Dan tells a story that illustrates this complementary wholeness Jenny and he bring to one another: “Jen and I would often have conversations about the future and I would tell her how important I think math and science are for kids especially in the current digital age. I jokingly told Jen that instead of teaching our kid letters and numbers we should teach them the binary system.” Now, Jenny does, actually, work with kids; she has for her entire career, in one way or another. The binary system, I suspect, did not come up often, in that work. She could not have been blamed for gently pointing this out to Dan. That is not what she did. Here’s what she did do: “One day, I discovered that Jen had created a Pinterest board for me and our future child, complete with science and math books for our future child to read.”
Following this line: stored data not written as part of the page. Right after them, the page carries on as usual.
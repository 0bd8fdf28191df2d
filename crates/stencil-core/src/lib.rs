//! Stencil core types.
//!
//! Value types shared by the discovery engine and its hosts:
//!
//! - [`type_hash`]: structural fingerprints
//! - [`qualified_name`]: scoped names
//! - [`types`]: type references and concrete type descriptors
//! - [`operator`]: structural operator requirements
//! - [`constraints`]: the constraint model (`satisfies`, `subsumes`)
//! - [`records`]: classified discovery records
//! - [`declaration`]: front-end input shapes and marker data
//! - [`error`] / [`diagnostics`]: failures and how they are reported

pub mod constraints;
pub mod declaration;
pub mod diagnostics;
pub mod error;
pub mod operator;
pub mod qualified_name;
pub mod records;
pub mod type_hash;
pub mod types;

pub use constraints::{
    ConstraintFlags, ConstraintSet, ParamConstraints, Requirement, Violation, satisfies, subsumes,
};
pub use declaration::{DeclarationKind, DeclarationShape, DeclaredMember, GenericParam, Marker};
pub use diagnostics::{Diagnostic, DiagnosticCode, Diagnostics, Severity};
pub use error::{
    ClassificationError, ConstraintError, DiscoveryError, MatchFailure, MatchFailureKind,
    PassError, StencilError, SynthesisError,
};
pub use operator::{Operator, OperatorForm, PassMode, ReturnKind};
pub use qualified_name::QualifiedName;
pub use records::{
    MemberBody, MemberSignature, Param, RecordIdentity, TemplateId, TemplateImplementationRecord,
    TemplateInstantiationRecord, TemplateInterfaceRecord, TemplateName,
};
pub use type_hash::{Fingerprint, FingerprintBuilder, Fingerprinted};
pub use types::{ConcreteType, TypeCategory, TypeRef, TypeTraits};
In this Jenny illustrated the proper understanding of the ancient tradition. It does not contend that the two parts of this original being were identical or even symmetrical. That would actually be rather boring, and would contain it very little potential for mutual enrichment. It tells us something very different. When we find that true partner, the one we were separated from, we realize what Jenny did, “I had never felt anything like that before… It just seemed that we fit together, and that he was the one that I had been waiting for, for so long.”